Where does the string "wanted" occur in the records below? Copy every line that holds it.

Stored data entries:
════

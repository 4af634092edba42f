use std::fmt;

use chrono::{DateTime, NaiveDateTime, SecondsFormat, Utc};
use serde::{Deserialize, Serialize};
use tasktide_shared::{TaskDto, TaskPatch};

use crate::error::{CalendarError, CalendarResult};

pub use tasktide_shared::{TaskPriority as Priority, TaskStatus as Status};

#[derive(Debug, Clone, PartialEq, Eq, PartialOrd, Ord, Hash, Serialize, Deserialize)]
#[serde(transparent)]
pub struct TaskId(String);

impl TaskId {
    pub fn new(id: impl Into<String>) -> Self {
        Self(id.into())
    }

    pub fn as_str(&self) -> &str {
        &self.0
    }
}

impl fmt::Display for TaskId {
    fn fmt(&self, f: &mut fmt::Formatter<'_>) -> fmt::Result {
        f.write_str(&self.0)
    }
}

impl From<&str> for TaskId {
    fn from(value: &str) -> Self {
        Self::new(value)
    }
}

#[derive(Debug, Clone, PartialEq)]
pub struct Task {
    pub id: TaskId,
    pub title: String,
    pub description: String,
    pub status: Status,
    pub priority: Priority,
    pub tags: Vec<String>,
    pub due: Option<DateTime<Utc>>,
    pub project: Option<String>,
}

impl Task {
    pub fn new(id: impl Into<String>, title: impl Into<String>) -> Self {
        Self {
            id: TaskId::new(id),
            title: title.into(),
            description: String::new(),
            status: Status::Pending,
            priority: Priority::Medium,
            tags: vec![],
            due: None,
            project: None,
        }
    }

    pub fn with_due(mut self, due: DateTime<Utc>) -> Self {
        self.due = Some(due);
        self
    }

    pub fn with_status(mut self, status: Status) -> Self {
        self.status = status;
        self
    }

    pub fn with_priority(mut self, priority: Priority) -> Self {
        self.priority = priority;
        self
    }

    pub fn with_tags<I, S>(mut self, tags: I) -> Self
    where
        I: IntoIterator<Item = S>,
        S: AsRef<str>,
    {
        self.tags = normalize_tags(tags);
        self
    }

    pub fn has_tag(&self, tag: &str) -> bool {
        let wanted = normalize_tag(tag);
        self.tags.iter().any(|t| normalize_tag(t) == wanted)
    }

    /// Applies a backend patch in place. `due` strings go through the same
    /// parser as incoming DTOs so both paths agree on accepted formats.
    pub fn apply_patch(&mut self, patch: &TaskPatch) -> CalendarResult<()> {
        if let Some(title) = patch.title.as_ref() {
            self.title = title.clone();
        }
        if let Some(description) = patch.description.as_ref() {
            self.description = description.clone();
        }
        if let Some(status) = patch.status {
            self.status = status;
        }
        if let Some(priority) = patch.priority {
            self.priority = priority;
        }
        if let Some(tags) = patch.tags.as_ref() {
            self.tags = normalize_tags(tags);
        }
        if let Some(project) = patch.project.as_ref() {
            self.project = project.clone();
        }
        if let Some(due) = patch.due.as_ref() {
            self.due = due.as_deref().map(parse_due_timestamp).transpose()?;
        }
        Ok(())
    }

    pub fn to_dto(&self) -> TaskDto {
        TaskDto {
            id: Some(self.id.to_string()),
            legacy_id: None,
            title: self.title.clone(),
            description: self.description.clone(),
            status: Some(self.status),
            priority: Some(self.priority),
            tags: self.tags.clone(),
            due: self.due.map(format_due_timestamp),
            project: self.project.clone(),
        }
    }
}

impl TryFrom<TaskDto> for Task {
    type Error = CalendarError;

    fn try_from(dto: TaskDto) -> Result<Self, Self::Error> {
        let id = dto
            .canonical_id()
            .map(TaskId::new)
            .ok_or_else(|| {
                CalendarError::InvalidTask(format!("task '{}' has no id or _id", dto.title))
            })?;

        let due = dto.due.as_deref().map(parse_due_timestamp).transpose()?;

        Ok(Self {
            id,
            title: dto.title,
            description: dto.description,
            status: dto.status.unwrap_or(Status::Pending),
            priority: dto.priority.unwrap_or_default(),
            tags: normalize_tags(&dto.tags),
            due,
            project: dto.project,
        })
    }
}

/// Accepts RFC 3339 and the compact `YYYYMMDDTHHMMSSZ` form.
pub fn parse_due_timestamp(raw: &str) -> CalendarResult<DateTime<Utc>> {
    let token = raw.trim();
    if let Ok(dt) = DateTime::parse_from_rfc3339(token) {
        return Ok(dt.with_timezone(&Utc));
    }
    NaiveDateTime::parse_from_str(token, "%Y%m%dT%H%M%SZ")
        .map(|ndt| DateTime::<Utc>::from_naive_utc_and_offset(ndt, Utc))
        .map_err(|_| CalendarError::InvalidDate(format!("unrecognized due timestamp: {raw}")))
}

pub fn format_due_timestamp(dt: DateTime<Utc>) -> String {
    dt.to_rfc3339_opts(SecondsFormat::Millis, true)
}

/// Comparison key for tags. Filters and task tags both go through this.
pub fn normalize_tag(tag: &str) -> String {
    tag.trim().to_lowercase()
}

/// Trims, drops blanks and case-insensitive duplicates, keeping first spelling.
pub fn normalize_tags<I, S>(tags: I) -> Vec<String>
where
    I: IntoIterator<Item = S>,
    S: AsRef<str>,
{
    let mut out: Vec<String> = Vec::new();
    for tag in tags {
        let tag = tag.as_ref().trim();
        let key = normalize_tag(tag);
        if tag.is_empty() || out.iter().any(|t| normalize_tag(t) == key) {
            continue;
        }
        out.push(tag.to_string());
    }
    out
}

#[cfg(test)]
mod tests {
    use chrono::TimeZone;

    use super::*;

    #[test]
    fn legacy_id_wins_over_id() {
        let dto = TaskDto {
            id: Some("new".into()),
            legacy_id: Some("old".into()),
            title: "x".into(),
            ..TaskDto::default()
        };
        let task = Task::try_from(dto).expect("convert");
        assert_eq!(task.id.as_str(), "old");
    }

    #[test]
    fn missing_identity_is_rejected() {
        let dto = TaskDto {
            id: Some("  ".into()),
            title: "orphan".into(),
            ..TaskDto::default()
        };
        let err = Task::try_from(dto).expect_err("no id");
        assert!(matches!(err, CalendarError::InvalidTask(_)));
    }

    #[test]
    fn defaults_fill_missing_status_and_priority() {
        let dto = TaskDto {
            id: Some("t1".into()),
            tags: vec![" Work ".into(), "work".into(), String::new(), "home".into()],
            due: Some("20240105T100000Z".into()),
            ..TaskDto::default()
        };
        let task = Task::try_from(dto).expect("convert");
        assert_eq!(task.status, Status::Pending);
        assert_eq!(task.priority, Priority::Medium);
        assert_eq!(task.tags, vec!["Work".to_string(), "home".to_string()]);
        assert_eq!(
            task.due,
            Utc.with_ymd_and_hms(2024, 1, 5, 10, 0, 0).single()
        );
    }

    #[test]
    fn tag_lookup_folds_non_ascii_case() {
        let task = Task::new("t1", "trip").with_tags(["Été", "été", "Œuvre"]);
        assert_eq!(task.tags, vec!["Été".to_string(), "Œuvre".to_string()]);
        assert!(task.has_tag("été"));
        assert!(task.has_tag(" ÉTÉ "));
        assert!(task.has_tag("œuvre"));
        assert!(!task.has_tag("ete"));
    }

    #[test]
    fn patch_can_clear_due() {
        let due = Utc
            .with_ymd_and_hms(2024, 1, 5, 14, 30, 0)
            .single()
            .expect("valid due");
        let mut task = Task::new("t1", "call").with_due(due);
        task.apply_patch(&TaskPatch::due(None)).expect("patch");
        assert_eq!(task.due, None);

        task.apply_patch(&TaskPatch::due(Some("2024-01-10T14:30:00Z".into())))
            .expect("patch");
        assert_eq!(
            task.due,
            Utc.with_ymd_and_hms(2024, 1, 10, 14, 30, 0).single()
        );
    }

    #[test]
    fn dto_round_trip_keeps_due_instant() {
        let due = Utc
            .with_ymd_and_hms(2024, 1, 5, 23, 59, 59)
            .single()
            .expect("valid due");
        let task = Task::new("t1", "x").with_due(due);
        let back = Task::try_from(task.to_dto()).expect("convert");
        assert_eq!(back, task);
    }
}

════

EXERCISE RESPONSE ▸
        let wanted = normalize_tag(tag);
        self.tags.iter().any(|t| normalize_tag(t) == wanted)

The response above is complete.